Search code examples
firefox-addonweb-scrapingimacros

iOpus iMacros script for simple URL scrape


Trying to exctract a link url with iMacros for Firefox plugin.

The following input html code is on the website to be scraped: a link url and a description

<div class="subcl">
    <a href="http://www.url.com/someurl.html" target="_blank">description</a>
</div>

Desired output from iMacros: simply the link url

http://www.url.com/someurl.html

Since there are further links on the website the class="subcl" should be included in the code. Maybe there is a way to implement a nested structure? I would prefer - if possible - non Javascript code since I don't code in it myself.

The following macro code didn't work

VERSION BUILD=8300326 RECORDER=FX
TAB T=1

'Open the website
URL GOTO=http://www.url.com/pagetobescraped.html

'Extract the link url on the page
TAG POS=1 TYPE=DIV ATTR=CLASS:subcl* EXTRACT=HREF

The macro returns #EANF# (end of file reached with no match). When I replace EXTRACT=HREF with EXTRACT=TXT it returns "description" but I need the URL.


Edit

to clarify symbiotech's answer: the input html code is preceeded by the elements <h1> as well as <p>. All togehter it looks like this ...

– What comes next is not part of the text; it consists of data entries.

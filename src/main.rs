use actix_web::{App, HttpServer, middleware::Logger, web};
use chrono::Local; // timestamp in log lines
use env_logger::{Env, Target};
use std::io::Write; // for env_logger custom formatter
use std::sync::Arc;

use pizzapoint_backend::{
    config::Config,
    database::{create_pool, run_migrations},
    external::TwilioService,
    handlers,
    middlewares::{AuthMiddleware, create_cors},
    services::*,
    swagger::swagger_config,
    utils::JwtService,
};

#[actix_web::main]
async fn main() -> std::io::Result<()> {
    env_logger::Builder::from_env(Env::default().default_filter_or("info"))
        .format(|buf, record| {
            let ts = Local::now().format("%Y-%m-%dT%H:%M:%S%.3f%:z");
            let level = record.level().as_str().to_ascii_lowercase();
            let msg_json = serde_json::to_string(&format!("{}", record.args()))
                .unwrap_or_else(|_| "\"<invalid utf8>\"".to_string());
            writeln!(
                buf,
                "{{\"timestamp\":\"{}\",\"level\":\"{}\",\"message\":{},\"target\":\"{}\"}}",
                ts,
                level,
                msg_json,
                record.target(),
            )
        })
        .target(Target::Stdout)
        .init();

    // 加载配置
    let config = Config::from_toml().expect("Failed to load configuration");

    // 创建数据库连接池
    let pool = create_pool(&config.database)
        .await
        .expect("Failed to create database connection pool");

    // 运行数据库迁移
    run_migrations(&pool)
        .await
        .expect("Failed to run database migrations");
    let pool = Arc::new(pool);

    let jwt_service = JwtService::new(
        &config.jwt.secret,
        config.jwt.access_token_expires_in,
        config.jwt.refresh_token_expires_in,
    );
    let twilio_service = TwilioService::new(config.twilio.clone());
    if !twilio_service.is_configured() {
        log::warn!("Twilio credentials missing, verification codes will only be logged");
    }

    // 创建服务
    let auth_service = AuthService::new(pool.clone(), jwt_service.clone(), twilio_service);
    let user_service = UserService::new(pool.clone());
    let catalogue_service = CatalogueService::new(pool.clone());
    let order_item_service = OrderItemService::new(pool.clone());
    let order_service = OrderService::new(pool.clone(), config.orders.claim_scope);

    if let Some(admin) = &config.admin {
        auth_service
            .ensure_admin(admin)
            .await
            .expect("Failed to provision admin user");
    }

    log::info!(
        "Orders claim pending items with scope {:?}",
        config.orders.claim_scope
    );

    // 启动HTTP服务器
    log::info!(
        "Starting HTTP server at {}:{}",
        config.server.host,
        config.server.port
    );

    HttpServer::new(move || {
        App::new()
            .wrap(Logger::default())
            .wrap(AuthMiddleware::new(jwt_service.clone()))
            .wrap(create_cors())
            .app_data(web::Data::new(auth_service.clone()))
            .app_data(web::Data::new(user_service.clone()))
            .app_data(web::Data::new(catalogue_service.clone()))
            .app_data(web::Data::new(order_item_service.clone()))
            .app_data(web::Data::new(order_service.clone()))
            .configure(swagger_config)
            .service(
                web::scope("/api/v1")
                    .configure(handlers::auth_config)
                    .configure(handlers::user_config)
                    .configure(handlers::catalogue_config)
                    .configure(handlers::order_item_config)
                    .configure(handlers::order_config)
                    .configure(handlers::admin_config),
            )
    })
    .bind((config.server.host.as_str(), config.server.port))?
    .run()
    .await
}
use crate::error::AppError;
use crate::utils::JwtService;
use actix_web::http::Method;
use actix_web::{
    Error, HttpMessage,
    dev::{Service, ServiceRequest, ServiceResponse, Transform, forward_ready},
};
use futures_util::future::LocalBoxFuture;
use std::future::{Ready, ready};

// 公开路径配置
struct PublicPaths {
    exact_paths: Vec<&'static str>,
    prefix_paths: Vec<&'static str>,
}

impl PublicPaths {
    fn new() -> Self {
        Self {
            // 完全匹配的公开路径
            exact_paths: vec![
                "/swagger-ui",
                "/swagger-ui/",
                "/api-docs/openapi.json",
                "/api/v1/home",
                "/api/v1/catalogue",
                "/api/v1/catalogue-in-header",
                "/api/v1/products",
            ],
            // 前缀匹配的公开路径
            prefix_paths: vec![
                "/swagger-ui/",
                "/api-docs/",
                "/api/v1/auth/",
                "/api/v1/catalogue/",
                "/api/v1/products/",
            ],
        }
    }

    fn is_public_path(&self, path: &str) -> bool {
        // 检查完全匹配
        if self.exact_paths.contains(&path) {
            return true;
        }

        // 检查前缀匹配
        self.prefix_paths
            .iter()
            .any(|&prefix| path.starts_with(prefix))
    }
}

pub struct AuthMiddleware {
    jwt_service: JwtService,
}

impl AuthMiddleware {
    pub fn new(jwt_service: JwtService) -> Self {
        Self { jwt_service }
    }
}

impl<S, B> Transform<S, ServiceRequest> for AuthMiddleware
where
    S: Service<ServiceRequest, Response = ServiceResponse<B>, Error = Error>,
    S::Future: 'static,
    B: 'static,
{
    type Response = ServiceResponse<B>;
    type Error = Error;
    type InitError = ();
    type Transform = AuthMiddlewareService<S>;
    type Future = Ready<Result<Self::Transform, Self::InitError>>;

    fn new_transform(&self, service: S) -> Self::Future {
        ready(Ok(AuthMiddlewareService {
            service,
            jwt_service: self.jwt_service.clone(),
            public_paths: PublicPaths::new(),
        }))
    }
}

pub struct AuthMiddlewareService<S> {
    service: S,
    jwt_service: JwtService,
    public_paths: PublicPaths,
}

impl<S, B> Service<ServiceRequest> for AuthMiddlewareService<S>
where
    S: Service<ServiceRequest, Response = ServiceResponse<B>, Error = Error>,
    S::Future: 'static,
    B: 'static,
{
    type Response = ServiceResponse<B>;
    type Error = Error;
    type Future = LocalBoxFuture<'static, Result<Self::Response, Self::Error>>;

    forward_ready!(service);

    fn call(&self, req: ServiceRequest) -> Self::Future {
        // 放行所有 CORS 预检请求
        if req.method() == Method::OPTIONS {
            let fut = self.service.call(req);
            return Box::pin(fut);
        }

        // 检查是否为公开路径
        let path = req.path();

        if self.public_paths.is_public_path(path) {
            let fut = self.service.call(req);
            return Box::pin(fut);
        }

        // 提取Authorization header
        let auth_header = req.headers().get("Authorization");

        let token = if let Some(auth_value) = auth_header {
            if let Ok(auth_str) = auth_value.to_str() {
                auth_str.strip_prefix("Bearer ")
            } else {
                None
            }
        } else {
            None
        };

        let jwt_service = self.jwt_service.clone();

        if let Some(token) = token {
            match jwt_service.verify_access_token(token) {
                Ok(claims) => match claims.user_id() {
                    Ok(user_id) => {
                        // 将用户ID添加到请求扩展中
                        req.extensions_mut().insert(user_id);
                        let fut = self.service.call(req);
                        Box::pin(fut)
                    }
                    Err(error) => Box::pin(async move { Err(error.into()) }),
                },
                Err(_) => {
                    let error = AppError::AuthError("Invalid access token".to_string());
                    Box::pin(async move { Err(error.into()) })
                }
            }
        } else {
            let error = AppError::AuthError("Missing access token".to_string());
            Box::pin(async move { Err(error.into()) })
        }
    }
}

<h1>Title of the page</h1><p class="intro"></p>

<div class="subcl">
    <a href="http://www.url.com/someurl.html" target="_blank">description</a>
</div>

Solution

  • You need to extract the href from an a elem, not from the div itself. Also since you say there're other links on the page you need to take as a reference point every "sublc" div, hence the POS=R1:

    TAG POS=1 TYPE=DIV ATTR=CLASS:subcl*
    TAG POS=R1 TYPE=A ATTR=TXT:* EXTRACT=HREF
    

    If you need multiple links extracted instead use "Play Loop" button with this:

    TAG POS={{!LOOP}} TYPE=DIV ATTR=CLASS:subcl*
    TAG POS=R1 TYPE=A ATTR=TXT:* EXTRACT=HREF
    

    EDIT for your specific case: You need to position yourself above the elements you want to extract, but on the same tree level in order to use relative positioning proper. That empty p elem seems a good enough anchor or you could use the h1 element, if its text doesn't change too much:

    TAG POS=1 TYPE=P ATTR=CLASS:intro
    TAG POS=R{{!LOOP}} TYPE=A ATTR=TXT:* EXTRACT=TXT
    TAG POS=1 TYPE=P ATTR=CLASS:intro
    TAG POS=R{{!LOOP}} TYPE=A ATTR=TXT:* EXTRACT=HREF